Saved entries:
================

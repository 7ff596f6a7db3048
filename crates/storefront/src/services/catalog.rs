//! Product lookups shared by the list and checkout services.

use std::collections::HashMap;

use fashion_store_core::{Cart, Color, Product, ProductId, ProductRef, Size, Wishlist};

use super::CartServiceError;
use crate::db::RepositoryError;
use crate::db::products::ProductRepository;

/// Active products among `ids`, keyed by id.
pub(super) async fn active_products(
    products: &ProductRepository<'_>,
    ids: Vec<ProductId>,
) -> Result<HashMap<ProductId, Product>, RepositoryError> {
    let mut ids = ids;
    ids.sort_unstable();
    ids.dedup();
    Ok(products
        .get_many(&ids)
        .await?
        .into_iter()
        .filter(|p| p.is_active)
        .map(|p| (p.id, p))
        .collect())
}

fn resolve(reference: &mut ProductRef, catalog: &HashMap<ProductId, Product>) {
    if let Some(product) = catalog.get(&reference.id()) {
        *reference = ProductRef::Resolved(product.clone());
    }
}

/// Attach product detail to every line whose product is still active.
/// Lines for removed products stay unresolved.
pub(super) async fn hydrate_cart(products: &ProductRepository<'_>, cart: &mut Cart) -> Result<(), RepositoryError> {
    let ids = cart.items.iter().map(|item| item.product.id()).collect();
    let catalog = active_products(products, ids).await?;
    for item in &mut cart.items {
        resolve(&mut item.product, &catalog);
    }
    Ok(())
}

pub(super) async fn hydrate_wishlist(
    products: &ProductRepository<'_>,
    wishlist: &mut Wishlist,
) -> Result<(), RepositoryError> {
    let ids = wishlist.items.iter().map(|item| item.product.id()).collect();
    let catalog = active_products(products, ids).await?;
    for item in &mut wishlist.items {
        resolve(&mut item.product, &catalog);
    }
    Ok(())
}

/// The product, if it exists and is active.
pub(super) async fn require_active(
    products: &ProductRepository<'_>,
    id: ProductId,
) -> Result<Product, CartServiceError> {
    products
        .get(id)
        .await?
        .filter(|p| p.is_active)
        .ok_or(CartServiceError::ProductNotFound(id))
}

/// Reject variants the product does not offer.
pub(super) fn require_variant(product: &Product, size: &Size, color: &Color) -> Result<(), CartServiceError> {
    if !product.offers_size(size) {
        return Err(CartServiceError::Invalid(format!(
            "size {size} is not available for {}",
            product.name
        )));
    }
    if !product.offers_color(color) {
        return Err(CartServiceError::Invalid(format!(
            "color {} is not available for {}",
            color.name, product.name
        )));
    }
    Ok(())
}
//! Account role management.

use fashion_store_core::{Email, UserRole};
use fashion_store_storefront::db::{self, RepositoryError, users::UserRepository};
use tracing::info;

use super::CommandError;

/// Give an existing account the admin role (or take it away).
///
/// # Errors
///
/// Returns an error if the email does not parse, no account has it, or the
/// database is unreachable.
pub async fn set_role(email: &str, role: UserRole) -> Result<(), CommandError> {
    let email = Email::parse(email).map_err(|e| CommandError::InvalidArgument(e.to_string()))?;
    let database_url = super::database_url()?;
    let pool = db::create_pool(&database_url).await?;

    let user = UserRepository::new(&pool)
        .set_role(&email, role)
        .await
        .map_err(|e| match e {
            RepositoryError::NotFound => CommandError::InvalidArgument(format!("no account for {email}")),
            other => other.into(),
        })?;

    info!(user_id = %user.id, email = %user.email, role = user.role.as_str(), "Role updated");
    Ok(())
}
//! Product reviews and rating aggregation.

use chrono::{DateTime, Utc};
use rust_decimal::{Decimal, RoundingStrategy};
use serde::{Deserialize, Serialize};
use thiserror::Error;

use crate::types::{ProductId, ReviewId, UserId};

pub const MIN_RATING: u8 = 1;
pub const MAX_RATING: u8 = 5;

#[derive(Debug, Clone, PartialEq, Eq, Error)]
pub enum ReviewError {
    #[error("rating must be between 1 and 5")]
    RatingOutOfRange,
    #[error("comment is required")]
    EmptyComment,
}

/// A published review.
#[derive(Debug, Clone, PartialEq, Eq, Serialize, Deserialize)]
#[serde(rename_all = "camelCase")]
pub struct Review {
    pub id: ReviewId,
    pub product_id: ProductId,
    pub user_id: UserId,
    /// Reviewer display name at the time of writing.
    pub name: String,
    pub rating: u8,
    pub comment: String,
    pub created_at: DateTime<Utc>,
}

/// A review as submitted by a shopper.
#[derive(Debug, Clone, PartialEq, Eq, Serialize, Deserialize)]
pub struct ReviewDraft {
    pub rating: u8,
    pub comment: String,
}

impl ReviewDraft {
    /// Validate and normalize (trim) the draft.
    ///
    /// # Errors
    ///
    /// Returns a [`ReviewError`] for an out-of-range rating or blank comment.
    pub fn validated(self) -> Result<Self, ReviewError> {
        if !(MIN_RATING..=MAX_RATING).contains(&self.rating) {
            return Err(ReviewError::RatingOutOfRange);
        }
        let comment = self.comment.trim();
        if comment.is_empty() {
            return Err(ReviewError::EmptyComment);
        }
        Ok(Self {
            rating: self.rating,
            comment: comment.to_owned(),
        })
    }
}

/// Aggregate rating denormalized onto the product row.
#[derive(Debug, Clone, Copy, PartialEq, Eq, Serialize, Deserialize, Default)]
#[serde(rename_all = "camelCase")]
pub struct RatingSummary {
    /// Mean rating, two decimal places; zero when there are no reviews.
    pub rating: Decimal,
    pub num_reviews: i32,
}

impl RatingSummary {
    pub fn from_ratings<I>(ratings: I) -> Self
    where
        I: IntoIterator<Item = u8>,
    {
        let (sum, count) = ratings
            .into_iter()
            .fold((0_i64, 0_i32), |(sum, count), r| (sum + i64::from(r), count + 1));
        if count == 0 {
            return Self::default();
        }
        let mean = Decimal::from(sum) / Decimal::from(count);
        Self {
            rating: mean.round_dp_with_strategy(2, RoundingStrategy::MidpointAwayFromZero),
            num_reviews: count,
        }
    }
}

================

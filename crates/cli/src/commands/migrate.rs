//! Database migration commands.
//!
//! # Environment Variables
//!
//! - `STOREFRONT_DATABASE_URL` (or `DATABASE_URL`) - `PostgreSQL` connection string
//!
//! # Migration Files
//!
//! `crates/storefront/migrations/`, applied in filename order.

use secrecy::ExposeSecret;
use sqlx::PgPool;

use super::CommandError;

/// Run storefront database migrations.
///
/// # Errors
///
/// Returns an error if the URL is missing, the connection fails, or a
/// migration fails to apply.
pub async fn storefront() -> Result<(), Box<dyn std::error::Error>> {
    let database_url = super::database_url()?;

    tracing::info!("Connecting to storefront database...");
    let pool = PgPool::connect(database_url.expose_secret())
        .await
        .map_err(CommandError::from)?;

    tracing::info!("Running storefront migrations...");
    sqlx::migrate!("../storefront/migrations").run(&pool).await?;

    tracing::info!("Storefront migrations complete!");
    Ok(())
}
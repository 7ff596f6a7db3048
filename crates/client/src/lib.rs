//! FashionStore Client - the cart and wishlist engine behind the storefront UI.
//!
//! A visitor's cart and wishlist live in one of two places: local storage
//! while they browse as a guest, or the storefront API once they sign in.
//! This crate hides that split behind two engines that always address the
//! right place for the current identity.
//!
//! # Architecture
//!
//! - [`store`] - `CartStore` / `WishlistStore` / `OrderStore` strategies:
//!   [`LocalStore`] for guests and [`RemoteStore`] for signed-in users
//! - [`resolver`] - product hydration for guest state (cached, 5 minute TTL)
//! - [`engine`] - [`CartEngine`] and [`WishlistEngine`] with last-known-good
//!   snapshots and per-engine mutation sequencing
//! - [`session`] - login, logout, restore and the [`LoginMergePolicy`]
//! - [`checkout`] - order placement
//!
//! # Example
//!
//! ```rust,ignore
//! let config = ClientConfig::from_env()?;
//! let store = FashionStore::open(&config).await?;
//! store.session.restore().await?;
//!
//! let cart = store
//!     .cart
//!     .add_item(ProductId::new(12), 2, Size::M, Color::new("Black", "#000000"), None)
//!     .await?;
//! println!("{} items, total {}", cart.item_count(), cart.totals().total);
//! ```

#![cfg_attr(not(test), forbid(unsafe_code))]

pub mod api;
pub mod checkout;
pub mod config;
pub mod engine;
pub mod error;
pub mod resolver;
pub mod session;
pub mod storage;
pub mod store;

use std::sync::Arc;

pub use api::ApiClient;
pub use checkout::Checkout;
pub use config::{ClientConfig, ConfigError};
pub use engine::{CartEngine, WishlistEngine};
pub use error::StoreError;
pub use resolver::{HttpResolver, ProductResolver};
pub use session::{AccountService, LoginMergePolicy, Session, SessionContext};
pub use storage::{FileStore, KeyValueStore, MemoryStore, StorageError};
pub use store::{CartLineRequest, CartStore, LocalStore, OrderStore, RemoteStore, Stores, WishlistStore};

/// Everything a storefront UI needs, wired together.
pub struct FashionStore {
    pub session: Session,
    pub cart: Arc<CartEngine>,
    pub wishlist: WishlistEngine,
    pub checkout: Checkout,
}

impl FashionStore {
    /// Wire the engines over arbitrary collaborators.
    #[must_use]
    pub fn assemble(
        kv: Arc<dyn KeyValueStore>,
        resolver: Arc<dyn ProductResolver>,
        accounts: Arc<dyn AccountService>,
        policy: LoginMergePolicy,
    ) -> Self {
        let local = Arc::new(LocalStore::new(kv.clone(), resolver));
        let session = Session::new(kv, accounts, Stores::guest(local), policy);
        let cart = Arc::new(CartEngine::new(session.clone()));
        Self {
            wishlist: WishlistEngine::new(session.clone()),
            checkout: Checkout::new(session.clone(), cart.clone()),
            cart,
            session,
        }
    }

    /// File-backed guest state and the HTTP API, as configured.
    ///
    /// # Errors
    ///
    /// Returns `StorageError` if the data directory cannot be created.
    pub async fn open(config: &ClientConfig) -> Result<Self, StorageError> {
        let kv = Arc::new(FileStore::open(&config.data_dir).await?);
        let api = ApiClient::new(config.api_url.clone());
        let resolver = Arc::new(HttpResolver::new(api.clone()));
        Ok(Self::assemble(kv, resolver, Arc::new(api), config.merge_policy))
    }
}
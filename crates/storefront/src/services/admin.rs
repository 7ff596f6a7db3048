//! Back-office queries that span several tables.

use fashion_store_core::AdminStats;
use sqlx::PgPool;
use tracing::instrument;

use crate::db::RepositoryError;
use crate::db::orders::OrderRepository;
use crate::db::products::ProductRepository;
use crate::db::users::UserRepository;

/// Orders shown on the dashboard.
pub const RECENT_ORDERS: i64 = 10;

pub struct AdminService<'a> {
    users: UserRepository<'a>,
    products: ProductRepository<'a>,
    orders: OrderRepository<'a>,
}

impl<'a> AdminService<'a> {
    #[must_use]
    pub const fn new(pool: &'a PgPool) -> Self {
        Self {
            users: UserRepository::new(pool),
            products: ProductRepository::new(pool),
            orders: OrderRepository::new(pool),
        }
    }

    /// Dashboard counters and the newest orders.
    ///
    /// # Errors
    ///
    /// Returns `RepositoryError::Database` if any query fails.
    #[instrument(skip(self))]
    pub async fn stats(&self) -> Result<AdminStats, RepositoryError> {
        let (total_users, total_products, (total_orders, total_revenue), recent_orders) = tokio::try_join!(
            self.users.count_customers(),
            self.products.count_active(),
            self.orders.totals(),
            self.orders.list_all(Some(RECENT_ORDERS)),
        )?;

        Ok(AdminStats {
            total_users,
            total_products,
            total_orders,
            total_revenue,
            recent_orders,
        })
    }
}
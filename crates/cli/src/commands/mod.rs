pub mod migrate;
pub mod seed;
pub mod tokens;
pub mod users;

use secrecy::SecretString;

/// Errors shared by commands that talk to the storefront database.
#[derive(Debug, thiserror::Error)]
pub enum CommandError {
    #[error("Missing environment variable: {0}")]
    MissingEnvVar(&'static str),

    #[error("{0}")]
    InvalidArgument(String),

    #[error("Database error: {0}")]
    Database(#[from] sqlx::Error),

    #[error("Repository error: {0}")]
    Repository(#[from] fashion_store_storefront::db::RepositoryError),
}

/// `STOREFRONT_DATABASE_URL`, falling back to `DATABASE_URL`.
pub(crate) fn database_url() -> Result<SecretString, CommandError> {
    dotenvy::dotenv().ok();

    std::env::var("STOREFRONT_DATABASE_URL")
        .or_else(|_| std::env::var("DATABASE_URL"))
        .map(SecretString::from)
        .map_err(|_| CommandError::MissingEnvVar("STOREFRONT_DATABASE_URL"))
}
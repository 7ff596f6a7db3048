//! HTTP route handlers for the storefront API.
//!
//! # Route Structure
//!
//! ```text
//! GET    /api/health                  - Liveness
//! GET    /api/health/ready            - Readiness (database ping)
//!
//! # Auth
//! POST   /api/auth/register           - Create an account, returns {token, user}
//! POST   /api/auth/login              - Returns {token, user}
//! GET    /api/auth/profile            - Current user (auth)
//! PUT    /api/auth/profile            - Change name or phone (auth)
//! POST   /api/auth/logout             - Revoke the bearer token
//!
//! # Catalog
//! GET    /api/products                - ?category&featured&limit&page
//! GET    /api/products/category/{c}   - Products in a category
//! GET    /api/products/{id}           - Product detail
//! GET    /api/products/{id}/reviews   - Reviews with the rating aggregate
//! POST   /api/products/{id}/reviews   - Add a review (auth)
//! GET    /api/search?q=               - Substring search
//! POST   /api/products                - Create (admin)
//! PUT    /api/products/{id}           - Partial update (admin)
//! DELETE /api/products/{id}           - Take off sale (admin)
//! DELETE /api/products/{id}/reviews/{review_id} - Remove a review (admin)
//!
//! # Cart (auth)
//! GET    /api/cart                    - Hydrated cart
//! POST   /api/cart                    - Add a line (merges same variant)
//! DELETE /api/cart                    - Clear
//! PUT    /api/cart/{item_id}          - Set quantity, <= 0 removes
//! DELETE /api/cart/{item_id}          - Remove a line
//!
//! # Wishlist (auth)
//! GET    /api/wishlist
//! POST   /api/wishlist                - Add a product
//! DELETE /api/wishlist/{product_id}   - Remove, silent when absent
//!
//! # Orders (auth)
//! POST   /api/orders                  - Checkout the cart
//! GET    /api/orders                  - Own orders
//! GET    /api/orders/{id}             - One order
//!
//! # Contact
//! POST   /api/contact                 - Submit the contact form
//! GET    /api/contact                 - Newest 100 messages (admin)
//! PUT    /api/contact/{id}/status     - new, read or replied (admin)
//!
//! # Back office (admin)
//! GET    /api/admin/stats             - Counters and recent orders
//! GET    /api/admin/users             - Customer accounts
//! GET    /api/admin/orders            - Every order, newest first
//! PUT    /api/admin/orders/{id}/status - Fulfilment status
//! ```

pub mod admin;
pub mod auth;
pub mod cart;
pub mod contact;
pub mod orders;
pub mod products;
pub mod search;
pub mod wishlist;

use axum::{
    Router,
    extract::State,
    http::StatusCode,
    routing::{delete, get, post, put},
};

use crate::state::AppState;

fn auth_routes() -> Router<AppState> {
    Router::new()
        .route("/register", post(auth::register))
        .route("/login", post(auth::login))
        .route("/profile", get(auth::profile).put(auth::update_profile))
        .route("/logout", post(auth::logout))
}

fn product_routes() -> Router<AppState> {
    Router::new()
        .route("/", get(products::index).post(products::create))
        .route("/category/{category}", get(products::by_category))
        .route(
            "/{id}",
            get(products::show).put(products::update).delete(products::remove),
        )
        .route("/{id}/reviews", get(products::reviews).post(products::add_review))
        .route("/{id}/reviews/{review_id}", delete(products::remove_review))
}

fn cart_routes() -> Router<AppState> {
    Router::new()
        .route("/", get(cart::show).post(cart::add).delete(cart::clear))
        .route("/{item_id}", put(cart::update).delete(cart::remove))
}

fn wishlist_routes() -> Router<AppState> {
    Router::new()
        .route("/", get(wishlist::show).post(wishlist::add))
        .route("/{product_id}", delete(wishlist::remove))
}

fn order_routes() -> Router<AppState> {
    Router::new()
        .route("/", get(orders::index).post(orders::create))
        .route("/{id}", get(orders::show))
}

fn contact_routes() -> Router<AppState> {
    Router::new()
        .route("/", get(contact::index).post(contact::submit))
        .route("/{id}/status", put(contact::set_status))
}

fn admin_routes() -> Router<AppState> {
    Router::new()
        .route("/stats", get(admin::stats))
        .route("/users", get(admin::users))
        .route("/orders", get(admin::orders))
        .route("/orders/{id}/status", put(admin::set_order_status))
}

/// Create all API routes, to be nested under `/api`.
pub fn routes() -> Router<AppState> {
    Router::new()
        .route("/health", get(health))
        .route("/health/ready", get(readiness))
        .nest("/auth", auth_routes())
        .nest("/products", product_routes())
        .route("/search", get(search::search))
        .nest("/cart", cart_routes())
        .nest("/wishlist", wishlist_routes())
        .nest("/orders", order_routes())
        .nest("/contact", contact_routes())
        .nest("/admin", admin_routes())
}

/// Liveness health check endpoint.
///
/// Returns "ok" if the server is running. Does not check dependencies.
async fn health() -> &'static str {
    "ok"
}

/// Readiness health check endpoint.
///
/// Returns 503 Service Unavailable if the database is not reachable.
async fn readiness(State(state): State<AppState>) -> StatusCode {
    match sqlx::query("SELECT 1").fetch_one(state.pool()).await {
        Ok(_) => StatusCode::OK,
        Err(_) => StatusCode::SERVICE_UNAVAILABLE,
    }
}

================

● **Aim of the task**: The exercise is to copy out every line above that has the word "health" in it.

● **Exercise answer**:
//! GET    /api/health                  - Liveness
//! GET    /api/health/ready            - Readiness (database ping)
        .route("/health", get(health))
        .route("/health/ready", get(readiness))
/// Liveness health check endpoint.
async fn health() -> &'static str {
/// Readiness health check endpoint.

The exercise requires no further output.